● **Exercise**:
Of the lines in the data below, write out exactly those from the one holding "async fn send_batch(&self, events: &[NormalizedEvent])" through the one holding "pub fn new(config: TransportConfig)", both included.

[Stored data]

<<<<

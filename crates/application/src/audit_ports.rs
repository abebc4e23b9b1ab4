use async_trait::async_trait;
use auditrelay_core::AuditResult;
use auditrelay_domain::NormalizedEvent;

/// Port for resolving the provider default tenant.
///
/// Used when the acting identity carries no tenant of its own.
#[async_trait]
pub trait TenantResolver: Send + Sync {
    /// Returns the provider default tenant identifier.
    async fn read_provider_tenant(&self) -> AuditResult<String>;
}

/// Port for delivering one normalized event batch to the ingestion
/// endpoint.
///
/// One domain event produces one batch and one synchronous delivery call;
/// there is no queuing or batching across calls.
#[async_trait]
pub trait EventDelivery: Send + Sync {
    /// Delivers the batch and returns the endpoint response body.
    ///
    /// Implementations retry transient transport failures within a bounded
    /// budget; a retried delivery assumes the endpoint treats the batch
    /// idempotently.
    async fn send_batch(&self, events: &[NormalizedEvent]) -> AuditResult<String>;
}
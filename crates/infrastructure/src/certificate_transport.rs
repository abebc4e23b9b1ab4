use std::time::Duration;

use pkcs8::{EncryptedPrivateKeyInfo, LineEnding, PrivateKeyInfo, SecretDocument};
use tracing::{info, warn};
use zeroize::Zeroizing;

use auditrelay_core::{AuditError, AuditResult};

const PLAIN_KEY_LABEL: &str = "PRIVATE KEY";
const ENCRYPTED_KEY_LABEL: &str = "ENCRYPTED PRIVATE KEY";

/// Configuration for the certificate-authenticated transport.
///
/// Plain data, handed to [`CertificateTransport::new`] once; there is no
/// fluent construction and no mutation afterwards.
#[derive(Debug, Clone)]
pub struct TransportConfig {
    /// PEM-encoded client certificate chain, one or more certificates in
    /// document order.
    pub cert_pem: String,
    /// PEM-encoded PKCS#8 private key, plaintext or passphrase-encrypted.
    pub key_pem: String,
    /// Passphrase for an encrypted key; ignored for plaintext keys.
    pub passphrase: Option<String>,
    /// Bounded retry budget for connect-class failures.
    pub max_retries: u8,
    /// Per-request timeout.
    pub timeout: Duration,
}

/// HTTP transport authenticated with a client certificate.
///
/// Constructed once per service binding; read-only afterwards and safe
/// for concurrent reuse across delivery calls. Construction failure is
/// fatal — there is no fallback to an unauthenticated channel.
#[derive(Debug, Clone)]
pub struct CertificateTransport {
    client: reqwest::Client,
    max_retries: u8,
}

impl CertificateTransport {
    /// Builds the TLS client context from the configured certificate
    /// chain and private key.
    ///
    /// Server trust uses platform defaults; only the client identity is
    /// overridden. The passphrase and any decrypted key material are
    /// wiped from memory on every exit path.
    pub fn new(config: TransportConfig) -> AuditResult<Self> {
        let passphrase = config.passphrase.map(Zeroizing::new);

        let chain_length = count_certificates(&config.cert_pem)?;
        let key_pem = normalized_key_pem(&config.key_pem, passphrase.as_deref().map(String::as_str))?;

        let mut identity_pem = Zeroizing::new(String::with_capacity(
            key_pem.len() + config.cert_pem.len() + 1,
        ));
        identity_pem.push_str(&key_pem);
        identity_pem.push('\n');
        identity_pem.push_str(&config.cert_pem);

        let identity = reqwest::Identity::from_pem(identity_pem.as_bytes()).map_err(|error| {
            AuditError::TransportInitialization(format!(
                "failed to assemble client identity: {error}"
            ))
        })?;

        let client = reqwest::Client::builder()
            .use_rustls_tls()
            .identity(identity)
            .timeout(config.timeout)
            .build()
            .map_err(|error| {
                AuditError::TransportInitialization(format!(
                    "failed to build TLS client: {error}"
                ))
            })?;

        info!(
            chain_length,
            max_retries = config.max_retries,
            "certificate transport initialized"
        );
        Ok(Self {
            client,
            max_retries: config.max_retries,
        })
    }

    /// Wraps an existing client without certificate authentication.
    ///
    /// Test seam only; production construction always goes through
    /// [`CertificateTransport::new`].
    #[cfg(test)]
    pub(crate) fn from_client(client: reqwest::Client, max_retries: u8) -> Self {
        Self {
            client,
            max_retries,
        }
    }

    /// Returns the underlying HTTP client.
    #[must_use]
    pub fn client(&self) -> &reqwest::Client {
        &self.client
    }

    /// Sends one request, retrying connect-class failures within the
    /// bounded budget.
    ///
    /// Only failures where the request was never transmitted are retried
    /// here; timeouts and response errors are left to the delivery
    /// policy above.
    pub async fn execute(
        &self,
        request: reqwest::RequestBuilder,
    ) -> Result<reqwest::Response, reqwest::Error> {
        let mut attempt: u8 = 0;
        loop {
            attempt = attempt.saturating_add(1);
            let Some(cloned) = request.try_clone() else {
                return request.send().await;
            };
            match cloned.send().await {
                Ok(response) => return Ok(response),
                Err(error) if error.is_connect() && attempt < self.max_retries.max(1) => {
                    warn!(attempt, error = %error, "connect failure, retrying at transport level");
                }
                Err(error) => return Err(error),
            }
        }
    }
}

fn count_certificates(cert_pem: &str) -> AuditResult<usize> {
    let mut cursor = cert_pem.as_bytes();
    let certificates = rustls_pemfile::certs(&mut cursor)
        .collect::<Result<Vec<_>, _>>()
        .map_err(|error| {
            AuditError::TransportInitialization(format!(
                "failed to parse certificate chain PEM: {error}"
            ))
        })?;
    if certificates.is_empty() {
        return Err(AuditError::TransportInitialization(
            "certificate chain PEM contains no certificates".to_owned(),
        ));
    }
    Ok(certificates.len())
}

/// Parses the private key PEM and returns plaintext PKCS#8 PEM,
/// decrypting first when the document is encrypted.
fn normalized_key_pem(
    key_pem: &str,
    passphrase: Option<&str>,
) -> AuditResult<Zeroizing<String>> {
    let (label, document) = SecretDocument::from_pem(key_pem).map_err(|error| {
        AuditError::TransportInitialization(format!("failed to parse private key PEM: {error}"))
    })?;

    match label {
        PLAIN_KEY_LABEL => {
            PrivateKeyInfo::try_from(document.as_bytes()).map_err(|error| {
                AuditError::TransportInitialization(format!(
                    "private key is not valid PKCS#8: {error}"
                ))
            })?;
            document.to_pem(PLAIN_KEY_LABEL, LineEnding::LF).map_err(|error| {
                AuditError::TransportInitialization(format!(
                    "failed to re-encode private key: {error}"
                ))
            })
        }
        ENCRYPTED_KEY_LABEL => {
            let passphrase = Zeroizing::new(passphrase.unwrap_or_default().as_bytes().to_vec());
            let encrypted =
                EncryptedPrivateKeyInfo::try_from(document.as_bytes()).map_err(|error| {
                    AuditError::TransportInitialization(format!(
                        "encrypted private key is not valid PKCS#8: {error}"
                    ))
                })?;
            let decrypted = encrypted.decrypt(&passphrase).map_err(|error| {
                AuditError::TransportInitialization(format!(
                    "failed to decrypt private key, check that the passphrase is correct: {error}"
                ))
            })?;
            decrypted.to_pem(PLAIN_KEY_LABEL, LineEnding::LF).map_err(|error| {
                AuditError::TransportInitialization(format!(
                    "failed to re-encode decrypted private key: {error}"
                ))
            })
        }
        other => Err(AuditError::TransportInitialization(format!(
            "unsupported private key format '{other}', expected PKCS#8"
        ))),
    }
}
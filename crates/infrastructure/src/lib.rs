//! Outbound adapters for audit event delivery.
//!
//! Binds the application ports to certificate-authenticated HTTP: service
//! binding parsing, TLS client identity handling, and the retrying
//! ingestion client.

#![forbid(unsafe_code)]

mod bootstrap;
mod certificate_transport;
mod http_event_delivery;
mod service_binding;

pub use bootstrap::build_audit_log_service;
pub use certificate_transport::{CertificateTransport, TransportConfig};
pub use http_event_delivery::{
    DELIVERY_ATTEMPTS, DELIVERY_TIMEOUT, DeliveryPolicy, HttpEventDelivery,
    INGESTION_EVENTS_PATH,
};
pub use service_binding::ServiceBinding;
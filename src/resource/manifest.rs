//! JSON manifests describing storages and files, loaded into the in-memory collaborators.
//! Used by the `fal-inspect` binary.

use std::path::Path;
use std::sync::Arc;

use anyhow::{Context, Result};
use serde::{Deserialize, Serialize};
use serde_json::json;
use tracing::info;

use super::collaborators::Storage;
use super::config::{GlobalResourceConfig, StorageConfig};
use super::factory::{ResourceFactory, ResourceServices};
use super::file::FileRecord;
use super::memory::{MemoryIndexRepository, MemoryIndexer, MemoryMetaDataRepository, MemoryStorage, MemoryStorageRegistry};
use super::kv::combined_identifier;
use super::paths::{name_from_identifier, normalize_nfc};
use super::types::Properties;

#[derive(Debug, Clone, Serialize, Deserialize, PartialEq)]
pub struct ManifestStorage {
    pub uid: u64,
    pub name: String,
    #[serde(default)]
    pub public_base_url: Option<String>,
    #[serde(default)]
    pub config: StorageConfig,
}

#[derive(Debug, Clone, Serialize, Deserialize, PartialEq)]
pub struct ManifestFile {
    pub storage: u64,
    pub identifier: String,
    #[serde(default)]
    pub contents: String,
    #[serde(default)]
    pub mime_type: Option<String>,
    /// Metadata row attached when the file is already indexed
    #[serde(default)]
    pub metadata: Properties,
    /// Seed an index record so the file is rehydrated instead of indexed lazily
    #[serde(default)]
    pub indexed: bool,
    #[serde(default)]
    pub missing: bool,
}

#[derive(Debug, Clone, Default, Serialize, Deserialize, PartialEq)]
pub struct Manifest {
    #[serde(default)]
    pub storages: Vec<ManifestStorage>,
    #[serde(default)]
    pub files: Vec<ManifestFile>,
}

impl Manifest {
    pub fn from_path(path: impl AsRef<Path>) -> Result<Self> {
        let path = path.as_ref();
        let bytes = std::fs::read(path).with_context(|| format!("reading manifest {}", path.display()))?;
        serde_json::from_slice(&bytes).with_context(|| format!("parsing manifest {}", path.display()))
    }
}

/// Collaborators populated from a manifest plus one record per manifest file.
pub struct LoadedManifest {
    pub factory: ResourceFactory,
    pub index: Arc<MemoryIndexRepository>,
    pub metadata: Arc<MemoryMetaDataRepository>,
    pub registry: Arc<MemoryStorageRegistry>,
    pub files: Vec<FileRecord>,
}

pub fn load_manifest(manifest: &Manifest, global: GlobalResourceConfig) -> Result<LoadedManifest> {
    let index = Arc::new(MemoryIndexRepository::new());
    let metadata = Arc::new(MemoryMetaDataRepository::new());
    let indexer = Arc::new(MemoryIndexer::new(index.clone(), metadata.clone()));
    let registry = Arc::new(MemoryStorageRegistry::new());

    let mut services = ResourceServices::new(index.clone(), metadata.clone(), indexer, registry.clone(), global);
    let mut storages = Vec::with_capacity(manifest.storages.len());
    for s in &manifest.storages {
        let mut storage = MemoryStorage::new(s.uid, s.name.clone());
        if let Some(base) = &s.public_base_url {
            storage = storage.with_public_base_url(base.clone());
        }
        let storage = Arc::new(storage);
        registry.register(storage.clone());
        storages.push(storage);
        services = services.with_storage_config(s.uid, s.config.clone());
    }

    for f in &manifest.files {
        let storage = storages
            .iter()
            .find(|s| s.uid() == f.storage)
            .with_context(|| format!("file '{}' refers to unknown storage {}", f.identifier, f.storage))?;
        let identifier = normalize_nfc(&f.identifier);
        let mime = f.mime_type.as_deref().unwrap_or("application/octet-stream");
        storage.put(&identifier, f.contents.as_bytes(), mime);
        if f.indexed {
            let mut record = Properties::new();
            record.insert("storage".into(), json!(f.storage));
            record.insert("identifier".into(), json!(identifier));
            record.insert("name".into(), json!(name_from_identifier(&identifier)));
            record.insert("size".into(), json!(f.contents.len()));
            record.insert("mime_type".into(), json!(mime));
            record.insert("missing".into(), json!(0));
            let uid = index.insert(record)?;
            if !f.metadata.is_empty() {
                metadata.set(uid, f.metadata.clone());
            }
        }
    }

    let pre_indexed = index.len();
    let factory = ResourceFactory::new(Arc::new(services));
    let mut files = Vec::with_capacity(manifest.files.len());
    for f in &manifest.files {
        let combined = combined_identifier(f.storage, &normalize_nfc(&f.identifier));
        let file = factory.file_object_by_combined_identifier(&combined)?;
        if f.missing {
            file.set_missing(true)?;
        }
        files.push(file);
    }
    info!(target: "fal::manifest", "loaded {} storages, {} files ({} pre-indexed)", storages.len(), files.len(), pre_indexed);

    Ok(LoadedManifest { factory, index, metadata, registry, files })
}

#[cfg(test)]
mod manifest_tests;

>>>>

● **Expected answer**:
    async fn send_batch(&self, events: &[NormalizedEvent]) -> AuditResult<String>;
}
filename crates/infrastructure/src/certificate_transport.rs
repository abebc4e23b9b1ab4
use std::time::Duration;

use pkcs8::{EncryptedPrivateKeyInfo, LineEnding, PrivateKeyInfo, SecretDocument};
use tracing::{info, warn};
use zeroize::Zeroizing;

use auditrelay_core::{AuditError, AuditResult};

const PLAIN_KEY_LABEL: &str = "PRIVATE KEY";
const ENCRYPTED_KEY_LABEL: &str = "ENCRYPTED PRIVATE KEY";

/// Configuration for the certificate-authenticated transport.
///
/// Plain data, handed to [`CertificateTransport::new`] once; there is no
/// fluent construction and no mutation afterwards.
#[derive(Debug, Clone)]
pub struct TransportConfig {
    /// PEM-encoded client certificate chain, one or more certificates in
    /// document order.
    pub cert_pem: String,
    /// PEM-encoded PKCS#8 private key, plaintext or passphrase-encrypted.
    pub key_pem: String,
    /// Passphrase for an encrypted key; ignored for plaintext keys.
    pub passphrase: Option<String>,
    /// Bounded retry budget for connect-class failures.
    pub max_retries: u8,
    /// Per-request timeout.
    pub timeout: Duration,
}

/// HTTP transport authenticated with a client certificate.
///
/// Constructed once per service binding; read-only afterwards and safe
/// for concurrent reuse across delivery calls. Construction failure is
/// fatal — there is no fallback to an unauthenticated channel.
#[derive(Debug, Clone)]
pub struct CertificateTransport {
    client: reqwest::Client,
    max_retries: u8,
}

impl CertificateTransport {
    /// Builds the TLS client context from the configured certificate
    /// chain and private key.
    ///
    /// Server trust uses platform defaults; only the client identity is
    /// overridden. The passphrase and any decrypted key material are
    /// wiped from memory on every exit path.
    pub fn new(config: TransportConfig) -> AuditResult<Self> {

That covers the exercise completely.